___ Entries provided
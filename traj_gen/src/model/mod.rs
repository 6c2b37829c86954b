//! # Profile model
//!
//! The model owns the kinematic configuration and the waypoints, and exposes
//! the source and wheel trajectories derived from them.
//!
//! Outputs are computed lazily. Every mutation clears the caches that depend
//! on the changed input, so an output read after a mutation always reflects
//! the current inputs:
//!
//! - the source trajectory depends on the waypoints, fit method, `dt`, the
//!   motion limits and the dense sample count,
//! - the wheel trajectories depend on the source, the drive base and the
//!   wheel base geometry.

// ---------------------------------------------------------------------------
// IMPORTS
// ---------------------------------------------------------------------------

use log::{debug, info};
use std::{
    cell::OnceCell,
    path::{Path, PathBuf},
};

use crate::{
    config::{DriveBase, FitMethod, KinematicConfig},
    error::{GenError, ProfileError},
    export::{self, ExportFormat},
    modifier::{modifier_for, WheelSet},
    path::{self, Waypoint, SAMPLES_HIGH},
    profile::{self, Trajectory},
    project,
    units::{self, Unit},
};

// ---------------------------------------------------------------------------
// DATA STRUCTURES
// ---------------------------------------------------------------------------

type Cached<T> = OnceCell<Result<Option<T>, GenError>>;

/// Holds the generation inputs and caches the trajectories derived from
/// them.
#[derive(Debug, Clone)]
pub struct ProfileModel {
    config: KinematicConfig,

    waypoints: Vec<Waypoint>,

    /// Number of dense samples taken along the fitted path.
    sample_count: usize,

    /// Project file the model was last loaded from or saved to.
    working_project: Option<PathBuf>,

    source: Cached<Trajectory>,

    wheels: Cached<WheelSet>,
}
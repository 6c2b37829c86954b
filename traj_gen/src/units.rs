//! # Units
//!
//! All distances in a project are held in the currently selected display
//! unit. Conversions go through feet as the intermediate unit.

// ---------------------------------------------------------------------------
// IMPORTS
// ---------------------------------------------------------------------------

use serde::{Deserialize, Serialize};
use std::{fmt, str::FromStr};

use crate::error::ProfileError;
use util::maths::round;

// ---------------------------------------------------------------------------
// CONSTANTS
// ---------------------------------------------------------------------------

/// Number of inches in a foot.
pub const INCHES_PER_FOOT: f64 = 12.0;

/// Number of meters in a foot (exact by definition).
pub const METERS_PER_FOOT: f64 = 0.3048;

/// Number of decimal places stored values are rounded to after a unit
/// change.
pub const UNIT_ROUNDING_DECIMALS: i32 = 4;

// ---------------------------------------------------------------------------
// ENUMERATIONS
// ---------------------------------------------------------------------------

/// A distance unit.
#[derive(Debug, Clone, Copy, PartialEq, Eq, Hash, Serialize, Deserialize)]
pub enum Unit {
    #[serde(rename = "FEET")]
    Feet,

    #[serde(rename = "INCHES")]
    Inches,

    #[serde(rename = "METERS")]
    Meters,
}

// ---------------------------------------------------------------------------
// IMPLEMENTATIONS
// ---------------------------------------------------------------------------

impl Unit {
    /// All units, in display order.
    pub const ALL: [Unit; 3] = [Unit::Feet, Unit::Inches, Unit::Meters];

    /// The stable token used in project files.
    pub fn token(&self) -> &'static str {
        match self {
            Unit::Feet => "FEET",
            Unit::Inches => "INCHES",
            Unit::Meters => "METERS",
        }
    }

    /// The human readable label.
    pub fn label(&self) -> &'static str {
        match self {
            Unit::Feet => "Feet",
            Unit::Inches => "Inches",
            Unit::Meters => "Meter",
        }
    }
}

impl Default for Unit {
    fn default() -> Self {
        Unit::Feet
    }
}

impl fmt::Display for Unit {
    fn fmt(&self, f: &mut fmt::Formatter<'_>) -> fmt::Result {
        f.write_str(self.label())
    }
}

impl FromStr for Unit {
    type Err = ProfileError;

    fn from_str(s: &str) -> Result<Self, Self::Err> {
        match s.trim() {
            "FEET" => Ok(Unit::Feet),
            "INCHES" => Ok(Unit::Inches),
            "METERS" => Ok(Unit::Meters),
            other => Err(ProfileError::InvalidArgument(format!(
                "Unknown unit token \"{}\"",
                other
            ))),
        }
    }
}

// ---------------------------------------------------------------------------
// PUBLIC FUNCTIONS
// ---------------------------------------------------------------------------

/// Convert a value in the given unit into feet.
pub fn to_feet(value: f64, unit: Unit) -> f64 {
    match unit {
        Unit::Feet => value,
        Unit::Inches => value / INCHES_PER_FOOT,
        Unit::Meters => value / METERS_PER_FOOT,
    }
}

/// Convert a value in feet into the given unit.
pub fn from_feet(value: f64, unit: Unit) -> f64 {
    match unit {
        Unit::Feet => value,
        Unit::Inches => value * INCHES_PER_FOOT,
        Unit::Meters => value * METERS_PER_FOOT,
    }
}

/// Convert a value between two units, rounding the result to
/// [`UNIT_ROUNDING_DECIMALS`] places.
pub fn convert(value: f64, from: Unit, to: Unit) -> f64 {
    round(from_feet(to_feet(value, from), to), UNIT_ROUNDING_DECIMALS)
}

#[cfg(test)]
mod test {
    use super::*;

    #[test]
    fn test_to_feet_identity() {
        for v in [0.0, 1.0, -3.25, 1234.5678].iter() {
            assert_eq!(to_feet(*v, Unit::Feet), *v);
            assert_eq!(from_feet(*v, Unit::Feet), *v);
        }
    }

    #[test]
    fn test_conversion_constants() {
        assert_eq!(to_feet(12.0, Unit::Inches), 1.0);
        assert_eq!(from_feet(1.0, Unit::Meters), 0.3048);
        assert_eq!(convert(1.0, Unit::Meters, Unit::Inches), 39.3701);
        assert_eq!(convert(4.0, Unit::Feet, Unit::Meters), 1.2192);
    }

    #[test]
    fn test_round_trip() {
        let values = [0.0, 0.05, 1.464, 4.0, 17.568, -2.5, 123.4567, 0.4462];

        for unit in Unit::ALL.iter() {
            for v in values.iter() {
                let there_and_back = round(from_feet(to_feet(*v, *unit), *unit), 4);
                assert_eq!(there_and_back, round(*v, 4), "{} in {}", v, unit);
                assert_eq!(convert(*v, *unit, *unit), round(*v, 4));
            }
        }
    }

    #[test]
    fn test_tokens() {
        for unit in Unit::ALL.iter() {
            assert_eq!(unit.token().parse::<Unit>().unwrap(), *unit);
        }
        assert_eq!(Unit::Meters.to_string(), "Meter");
        assert!(matches!(
            "YARDS".parse::<Unit>(),
            Err(ProfileError::InvalidArgument(_))
        ));
    }
}
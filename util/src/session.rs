//! Session management
//!
//! A session is one execution of a tool. Each session gets its own directory
//! under the software root which holds the session's log file.

// ---------------------------------------------------------------------------
// IMPORTS
// ---------------------------------------------------------------------------

// External imports
use chrono::{DateTime, Utc};
use conquer_once::OnceCell;
use std::fs;
use std::path::PathBuf;
use thiserror::Error;

// Internal imports
use crate::time;

// ---------------------------------------------------------------------------
// STATICS
// ---------------------------------------------------------------------------

static SESSION_EPOCH: OnceCell<DateTime<Utc>> = OnceCell::uninit();

// ---------------------------------------------------------------------------
// CONSTANTS
// ---------------------------------------------------------------------------

/// A chrono format string which diplays a timestamp. See
/// https://docs.rs/chrono/0.4.11/chrono/format/strftime/index.html for more
/// information.
const TIMESTAMP_FORMAT: &str = "%Y%m%d_%H%M%S";

// ---------------------------------------------------------------------------
// DATA STRUCTURES
// ---------------------------------------------------------------------------

/// A struct storing information about the current session
#[derive(Clone, Debug)]
pub struct Session {
    /// The root directory for this session
    pub session_root: PathBuf,

    /// The path to the session's log file
    pub log_file_path: PathBuf,
}

// ---------------------------------------------------------------------------
// ENUMERATIONS
// ---------------------------------------------------------------------------

/// Possible errors associated with the session module.
#[derive(Error, Debug)]
pub enum SessionError {
    #[error("Cannot find the software root directory: {0}")]
    SwRootNotFound(std::io::Error),

    #[error("Cannot create the session directory: {0}")]
    CannotCreateDir(std::io::Error),

    #[error(
        "Cannot initialise the session epoch, have you already initialised the \
         session? (conquer_once error: {0})"
    )]
    CannotInitEpoch(conquer_once::TryInitError),

    #[error("Cannot get the epoch time, did you forget to initialise the session?")]
    CannotGetEpoch,
}

// ---------------------------------------------------------------------------
// IMPLEMENTATIONS
// ---------------------------------------------------------------------------

impl Session {
    /// Start a new session within the given directory.
    ///
    /// This will create a new session directory named `{exec_name}_{timestamp}`
    /// inside `<root>/{sessions_dir}`.
    pub fn new(exec_name: &str, sessions_dir: &str) -> Result<Self, SessionError> {
        // Set the session epoch
        SESSION_EPOCH
            .try_init_once(Utc::now)
            .map_err(SessionError::CannotInitEpoch)?;

        // Format the session epoch as a timestamp
        let timestamp = match SESSION_EPOCH.get() {
            Some(e) => e.format(TIMESTAMP_FORMAT),
            None => return Err(SessionError::CannotGetEpoch),
        };

        // Get the root directory
        let root = crate::host::get_sw_root().map_err(SessionError::SwRootNotFound)?;

        // Create the session path
        let mut path: PathBuf = root;
        path.push(sessions_dir);
        path.push(format!("{}_{}", exec_name, timestamp));

        // Create the directory
        fs::create_dir_all(&path).map_err(SessionError::CannotCreateDir)?;

        // Create the log file path
        let mut log_file_path = path.clone();
        log_file_path.push(format!("{}.log", exec_name));

        Ok(Session {
            session_root: path,
            log_file_path,
        })
    }
}

// ---------------------------------------------------------------------------
// PUBLIC FUNCTIONS
// ---------------------------------------------------------------------------

/// Get the number of seconds elapsed since the start of the session.
///
/// If the session has not been started yet `NaN` is returned.
pub fn get_elapsed_seconds() -> f64 {
    match SESSION_EPOCH.get() {
        Some(e) => {
            let elapsed = Utc::now() - *e;
            time::duration_to_seconds(elapsed).unwrap_or(std::f64::NAN)
        }
        None => std::f64::NAN,
    }
}

/// Return a reference to the session's epoch.
///
/// # Panics
/// - This function will panic if the session epoch has not been
///   initialised, which is performed on creating a new Session instance.
pub fn get_epoch() -> &'static DateTime<Utc> {
    match SESSION_EPOCH.get() {
        Some(e) => e,
        None => panic!("Cannot get the session epoch!"),
    }
}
______
Starting at the first line of the data above, retype each line exactly until you reach the line containing "motion limits and", and include that line too.

filename traj_gen/src/model/mod.rs
repository 6c2b37829c86954b
//! # Profile model
//!
//! The model owns the kinematic configuration and the waypoints, and exposes
//! the source and wheel trajectories derived from them.
//!
//! Outputs are computed lazily. Every mutation clears the caches that depend
//! on the changed input, so an output read after a mutation always reflects
//! the current inputs:
//!
//! - the source trajectory depends on the waypoints, fit method, `dt`, the
//!   motion limits and the dense sample count,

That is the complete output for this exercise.